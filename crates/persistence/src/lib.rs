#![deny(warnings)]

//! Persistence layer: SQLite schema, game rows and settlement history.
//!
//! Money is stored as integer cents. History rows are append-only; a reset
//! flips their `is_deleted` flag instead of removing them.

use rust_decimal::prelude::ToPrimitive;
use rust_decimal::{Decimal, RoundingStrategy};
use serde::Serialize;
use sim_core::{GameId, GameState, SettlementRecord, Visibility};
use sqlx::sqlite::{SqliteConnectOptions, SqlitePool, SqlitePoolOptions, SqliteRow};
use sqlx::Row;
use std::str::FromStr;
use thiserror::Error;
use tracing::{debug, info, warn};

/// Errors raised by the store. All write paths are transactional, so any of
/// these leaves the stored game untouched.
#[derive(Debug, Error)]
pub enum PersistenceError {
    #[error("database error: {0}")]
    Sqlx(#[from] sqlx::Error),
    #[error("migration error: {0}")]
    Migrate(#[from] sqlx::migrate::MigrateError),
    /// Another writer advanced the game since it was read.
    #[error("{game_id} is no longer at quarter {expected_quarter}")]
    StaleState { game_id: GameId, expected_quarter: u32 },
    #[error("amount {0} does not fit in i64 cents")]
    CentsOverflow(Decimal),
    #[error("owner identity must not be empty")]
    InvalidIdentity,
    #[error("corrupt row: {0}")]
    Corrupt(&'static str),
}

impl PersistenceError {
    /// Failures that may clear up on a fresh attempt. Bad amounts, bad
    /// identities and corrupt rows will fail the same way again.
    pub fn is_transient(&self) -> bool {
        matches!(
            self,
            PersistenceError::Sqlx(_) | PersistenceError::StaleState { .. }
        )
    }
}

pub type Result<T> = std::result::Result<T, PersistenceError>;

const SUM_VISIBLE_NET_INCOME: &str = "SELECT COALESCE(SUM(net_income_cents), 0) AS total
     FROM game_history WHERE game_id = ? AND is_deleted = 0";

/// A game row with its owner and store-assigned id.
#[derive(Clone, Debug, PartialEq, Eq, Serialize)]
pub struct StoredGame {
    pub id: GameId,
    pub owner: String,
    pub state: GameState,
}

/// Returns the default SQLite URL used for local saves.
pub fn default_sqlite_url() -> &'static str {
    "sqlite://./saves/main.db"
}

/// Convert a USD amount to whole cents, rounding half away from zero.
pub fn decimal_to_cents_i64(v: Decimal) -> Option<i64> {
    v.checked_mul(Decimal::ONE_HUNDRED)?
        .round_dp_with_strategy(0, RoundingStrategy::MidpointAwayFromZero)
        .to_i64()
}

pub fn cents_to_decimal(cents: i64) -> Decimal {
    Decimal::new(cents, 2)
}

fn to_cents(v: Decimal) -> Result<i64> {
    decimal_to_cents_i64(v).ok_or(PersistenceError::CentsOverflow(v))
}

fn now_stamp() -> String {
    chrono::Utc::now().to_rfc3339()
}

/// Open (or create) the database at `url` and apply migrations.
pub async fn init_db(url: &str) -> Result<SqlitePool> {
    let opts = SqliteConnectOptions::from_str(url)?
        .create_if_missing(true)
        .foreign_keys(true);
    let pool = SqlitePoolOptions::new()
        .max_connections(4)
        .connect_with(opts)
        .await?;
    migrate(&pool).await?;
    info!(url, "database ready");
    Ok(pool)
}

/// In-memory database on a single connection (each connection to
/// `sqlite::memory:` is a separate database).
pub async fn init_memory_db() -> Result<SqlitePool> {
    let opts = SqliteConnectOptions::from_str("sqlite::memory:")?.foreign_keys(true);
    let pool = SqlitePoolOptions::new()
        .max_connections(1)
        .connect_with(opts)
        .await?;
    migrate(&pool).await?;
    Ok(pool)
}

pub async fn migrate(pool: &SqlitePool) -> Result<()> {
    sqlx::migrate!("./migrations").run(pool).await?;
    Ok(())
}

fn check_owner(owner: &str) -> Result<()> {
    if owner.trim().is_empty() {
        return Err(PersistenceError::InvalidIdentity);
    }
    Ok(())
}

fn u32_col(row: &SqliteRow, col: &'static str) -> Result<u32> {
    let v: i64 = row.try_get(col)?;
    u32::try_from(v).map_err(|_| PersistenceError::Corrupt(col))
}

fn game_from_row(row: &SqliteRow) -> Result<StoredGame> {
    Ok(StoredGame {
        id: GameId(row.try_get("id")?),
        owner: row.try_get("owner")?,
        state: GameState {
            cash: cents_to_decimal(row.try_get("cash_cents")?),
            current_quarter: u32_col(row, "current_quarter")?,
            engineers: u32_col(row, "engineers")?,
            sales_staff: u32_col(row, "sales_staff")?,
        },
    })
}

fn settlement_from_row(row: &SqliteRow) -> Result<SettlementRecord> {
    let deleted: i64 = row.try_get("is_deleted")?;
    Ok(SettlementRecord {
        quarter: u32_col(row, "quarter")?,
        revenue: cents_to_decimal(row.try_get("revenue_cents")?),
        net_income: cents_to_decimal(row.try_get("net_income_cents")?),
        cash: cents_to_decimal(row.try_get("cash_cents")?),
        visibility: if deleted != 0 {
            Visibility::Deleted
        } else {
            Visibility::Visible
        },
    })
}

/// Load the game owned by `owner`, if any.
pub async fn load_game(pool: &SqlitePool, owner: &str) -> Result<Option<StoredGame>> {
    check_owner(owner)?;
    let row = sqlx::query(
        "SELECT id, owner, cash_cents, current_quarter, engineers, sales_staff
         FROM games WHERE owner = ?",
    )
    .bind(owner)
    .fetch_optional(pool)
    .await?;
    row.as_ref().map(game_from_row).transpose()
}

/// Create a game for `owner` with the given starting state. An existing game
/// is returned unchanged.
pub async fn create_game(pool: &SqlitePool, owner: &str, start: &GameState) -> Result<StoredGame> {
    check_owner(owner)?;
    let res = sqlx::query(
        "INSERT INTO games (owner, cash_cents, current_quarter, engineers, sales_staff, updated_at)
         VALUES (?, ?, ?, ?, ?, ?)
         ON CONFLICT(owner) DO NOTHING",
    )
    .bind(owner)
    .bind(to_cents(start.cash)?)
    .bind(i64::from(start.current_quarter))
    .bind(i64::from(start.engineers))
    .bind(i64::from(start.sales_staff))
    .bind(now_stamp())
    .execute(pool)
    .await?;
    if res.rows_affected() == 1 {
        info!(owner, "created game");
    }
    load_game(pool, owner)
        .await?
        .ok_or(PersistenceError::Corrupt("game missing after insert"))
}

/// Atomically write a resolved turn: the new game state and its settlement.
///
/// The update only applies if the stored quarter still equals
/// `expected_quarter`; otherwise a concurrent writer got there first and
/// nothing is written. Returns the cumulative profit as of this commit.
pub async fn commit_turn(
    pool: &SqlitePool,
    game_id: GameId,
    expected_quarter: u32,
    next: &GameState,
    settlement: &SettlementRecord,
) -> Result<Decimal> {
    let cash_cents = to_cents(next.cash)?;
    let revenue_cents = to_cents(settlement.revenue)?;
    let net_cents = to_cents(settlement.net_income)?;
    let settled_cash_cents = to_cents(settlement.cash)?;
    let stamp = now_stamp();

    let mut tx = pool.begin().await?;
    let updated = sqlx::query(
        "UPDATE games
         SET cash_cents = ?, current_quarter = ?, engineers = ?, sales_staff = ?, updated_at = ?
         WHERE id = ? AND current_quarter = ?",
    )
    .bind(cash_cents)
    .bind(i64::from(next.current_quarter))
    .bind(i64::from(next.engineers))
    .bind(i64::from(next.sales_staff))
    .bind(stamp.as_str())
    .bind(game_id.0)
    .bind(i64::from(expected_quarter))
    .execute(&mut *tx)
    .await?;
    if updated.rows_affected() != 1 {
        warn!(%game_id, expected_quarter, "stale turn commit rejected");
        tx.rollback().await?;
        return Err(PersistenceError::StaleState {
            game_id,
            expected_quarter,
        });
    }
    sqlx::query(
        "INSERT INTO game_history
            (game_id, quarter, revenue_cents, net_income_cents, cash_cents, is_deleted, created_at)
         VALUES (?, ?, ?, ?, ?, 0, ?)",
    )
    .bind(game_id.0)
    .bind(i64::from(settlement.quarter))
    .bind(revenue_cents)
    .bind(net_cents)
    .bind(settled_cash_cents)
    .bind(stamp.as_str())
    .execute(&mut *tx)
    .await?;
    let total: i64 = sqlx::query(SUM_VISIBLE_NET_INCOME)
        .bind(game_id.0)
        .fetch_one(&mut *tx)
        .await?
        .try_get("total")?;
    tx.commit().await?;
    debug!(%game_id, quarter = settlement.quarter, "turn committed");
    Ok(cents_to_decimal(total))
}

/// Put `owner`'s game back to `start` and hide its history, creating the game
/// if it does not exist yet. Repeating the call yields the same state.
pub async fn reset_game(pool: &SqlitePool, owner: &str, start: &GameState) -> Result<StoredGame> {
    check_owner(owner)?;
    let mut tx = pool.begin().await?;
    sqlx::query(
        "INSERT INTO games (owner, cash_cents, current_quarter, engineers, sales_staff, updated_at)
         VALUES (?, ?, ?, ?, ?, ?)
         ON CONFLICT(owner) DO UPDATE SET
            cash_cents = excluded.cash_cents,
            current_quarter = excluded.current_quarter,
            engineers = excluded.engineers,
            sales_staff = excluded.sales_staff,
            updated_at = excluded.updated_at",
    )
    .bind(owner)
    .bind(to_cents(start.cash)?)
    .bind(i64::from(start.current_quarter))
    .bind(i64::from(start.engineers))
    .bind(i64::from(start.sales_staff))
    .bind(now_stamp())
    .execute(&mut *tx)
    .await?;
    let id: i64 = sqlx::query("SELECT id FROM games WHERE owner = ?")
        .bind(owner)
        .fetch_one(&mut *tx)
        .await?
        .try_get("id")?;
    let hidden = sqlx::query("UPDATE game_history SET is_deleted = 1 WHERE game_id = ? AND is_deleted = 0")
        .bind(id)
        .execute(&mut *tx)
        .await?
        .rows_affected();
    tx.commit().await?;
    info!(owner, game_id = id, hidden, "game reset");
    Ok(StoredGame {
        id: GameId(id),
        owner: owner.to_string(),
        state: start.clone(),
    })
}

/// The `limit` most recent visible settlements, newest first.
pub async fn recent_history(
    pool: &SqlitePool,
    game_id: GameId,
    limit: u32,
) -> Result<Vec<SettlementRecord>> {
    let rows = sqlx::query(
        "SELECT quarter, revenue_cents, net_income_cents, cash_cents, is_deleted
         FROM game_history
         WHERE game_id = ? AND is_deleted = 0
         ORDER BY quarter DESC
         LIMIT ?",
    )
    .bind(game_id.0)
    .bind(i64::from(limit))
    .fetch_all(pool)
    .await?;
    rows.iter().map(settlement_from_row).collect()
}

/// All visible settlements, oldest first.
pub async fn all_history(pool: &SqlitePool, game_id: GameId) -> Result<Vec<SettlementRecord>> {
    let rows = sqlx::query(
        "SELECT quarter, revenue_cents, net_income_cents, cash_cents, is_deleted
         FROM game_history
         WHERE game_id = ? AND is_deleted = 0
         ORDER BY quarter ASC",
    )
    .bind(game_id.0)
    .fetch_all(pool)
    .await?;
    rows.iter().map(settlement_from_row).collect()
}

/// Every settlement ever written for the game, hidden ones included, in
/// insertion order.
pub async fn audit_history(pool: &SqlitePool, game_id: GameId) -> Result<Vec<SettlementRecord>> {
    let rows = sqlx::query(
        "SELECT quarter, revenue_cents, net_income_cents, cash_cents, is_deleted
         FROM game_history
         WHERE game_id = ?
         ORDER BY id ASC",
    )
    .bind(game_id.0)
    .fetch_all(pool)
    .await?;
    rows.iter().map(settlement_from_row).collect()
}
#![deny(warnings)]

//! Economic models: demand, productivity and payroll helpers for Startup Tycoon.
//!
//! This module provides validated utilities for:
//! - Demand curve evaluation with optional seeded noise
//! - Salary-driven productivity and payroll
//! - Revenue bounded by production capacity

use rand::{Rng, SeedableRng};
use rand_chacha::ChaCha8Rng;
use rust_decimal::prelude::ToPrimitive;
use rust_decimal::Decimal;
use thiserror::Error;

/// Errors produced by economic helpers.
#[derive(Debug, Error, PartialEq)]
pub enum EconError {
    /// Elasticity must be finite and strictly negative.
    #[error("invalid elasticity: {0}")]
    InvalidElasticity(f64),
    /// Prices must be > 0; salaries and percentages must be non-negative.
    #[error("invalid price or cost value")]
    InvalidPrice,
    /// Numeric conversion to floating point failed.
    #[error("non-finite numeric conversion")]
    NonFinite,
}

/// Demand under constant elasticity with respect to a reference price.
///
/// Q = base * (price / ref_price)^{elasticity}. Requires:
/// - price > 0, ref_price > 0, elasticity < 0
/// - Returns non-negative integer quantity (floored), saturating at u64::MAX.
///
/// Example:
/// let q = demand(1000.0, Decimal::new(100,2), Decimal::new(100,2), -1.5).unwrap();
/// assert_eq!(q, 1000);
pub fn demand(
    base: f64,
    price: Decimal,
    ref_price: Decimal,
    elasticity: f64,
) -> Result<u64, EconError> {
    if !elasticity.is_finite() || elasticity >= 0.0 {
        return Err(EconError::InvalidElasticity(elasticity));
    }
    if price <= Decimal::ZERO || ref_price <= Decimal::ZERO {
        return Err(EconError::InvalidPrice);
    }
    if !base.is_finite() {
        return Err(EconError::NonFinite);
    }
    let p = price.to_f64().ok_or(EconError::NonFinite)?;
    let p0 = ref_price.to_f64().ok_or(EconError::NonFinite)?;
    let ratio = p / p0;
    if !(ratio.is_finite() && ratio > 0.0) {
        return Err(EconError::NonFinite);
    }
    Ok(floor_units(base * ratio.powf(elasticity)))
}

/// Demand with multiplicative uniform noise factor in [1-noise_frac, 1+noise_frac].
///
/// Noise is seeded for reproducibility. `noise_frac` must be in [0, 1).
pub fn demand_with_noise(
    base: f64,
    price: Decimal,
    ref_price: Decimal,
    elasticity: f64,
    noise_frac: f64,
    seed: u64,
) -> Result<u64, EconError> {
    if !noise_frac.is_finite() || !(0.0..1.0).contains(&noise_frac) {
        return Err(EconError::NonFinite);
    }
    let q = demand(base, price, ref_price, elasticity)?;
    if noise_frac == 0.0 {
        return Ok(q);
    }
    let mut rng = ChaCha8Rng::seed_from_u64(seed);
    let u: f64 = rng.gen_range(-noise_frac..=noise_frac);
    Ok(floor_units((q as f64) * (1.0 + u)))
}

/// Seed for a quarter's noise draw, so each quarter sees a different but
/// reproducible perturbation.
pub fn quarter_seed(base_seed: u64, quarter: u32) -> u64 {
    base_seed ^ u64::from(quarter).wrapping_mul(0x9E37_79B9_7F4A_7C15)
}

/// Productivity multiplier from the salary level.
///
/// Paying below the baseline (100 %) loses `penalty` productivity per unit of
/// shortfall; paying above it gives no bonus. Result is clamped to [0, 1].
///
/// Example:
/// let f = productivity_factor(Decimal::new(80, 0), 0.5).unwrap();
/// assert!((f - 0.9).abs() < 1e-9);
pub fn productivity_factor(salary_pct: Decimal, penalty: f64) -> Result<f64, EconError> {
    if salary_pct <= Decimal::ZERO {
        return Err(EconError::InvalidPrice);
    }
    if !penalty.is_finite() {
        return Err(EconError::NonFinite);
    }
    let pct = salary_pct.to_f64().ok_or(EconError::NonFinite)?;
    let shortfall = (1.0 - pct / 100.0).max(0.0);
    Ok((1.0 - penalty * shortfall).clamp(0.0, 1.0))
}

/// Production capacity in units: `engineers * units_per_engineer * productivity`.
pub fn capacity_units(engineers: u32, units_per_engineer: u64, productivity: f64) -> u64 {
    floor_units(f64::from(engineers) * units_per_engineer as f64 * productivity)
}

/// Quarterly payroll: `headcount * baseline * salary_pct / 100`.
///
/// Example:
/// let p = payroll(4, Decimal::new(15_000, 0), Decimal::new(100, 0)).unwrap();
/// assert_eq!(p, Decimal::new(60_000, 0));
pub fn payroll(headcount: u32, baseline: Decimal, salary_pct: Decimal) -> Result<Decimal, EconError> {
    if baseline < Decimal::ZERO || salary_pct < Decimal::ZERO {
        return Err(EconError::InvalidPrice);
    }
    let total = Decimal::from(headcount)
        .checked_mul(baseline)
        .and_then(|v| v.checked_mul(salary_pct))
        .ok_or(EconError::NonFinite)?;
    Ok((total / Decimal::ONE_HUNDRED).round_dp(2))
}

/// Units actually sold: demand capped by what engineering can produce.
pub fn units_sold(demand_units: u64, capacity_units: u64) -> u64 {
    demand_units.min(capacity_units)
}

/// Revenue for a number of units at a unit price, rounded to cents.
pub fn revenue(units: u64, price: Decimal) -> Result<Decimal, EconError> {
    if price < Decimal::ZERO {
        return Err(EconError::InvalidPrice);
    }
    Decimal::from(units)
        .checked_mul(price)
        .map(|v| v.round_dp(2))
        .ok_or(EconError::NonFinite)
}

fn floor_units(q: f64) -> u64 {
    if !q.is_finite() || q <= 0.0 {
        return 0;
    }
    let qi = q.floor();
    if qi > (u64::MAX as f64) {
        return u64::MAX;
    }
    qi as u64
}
════════════════════
| Action item |
Count every line in the data that contains the word "each", then give that count and nothing else.

| Answer box |
2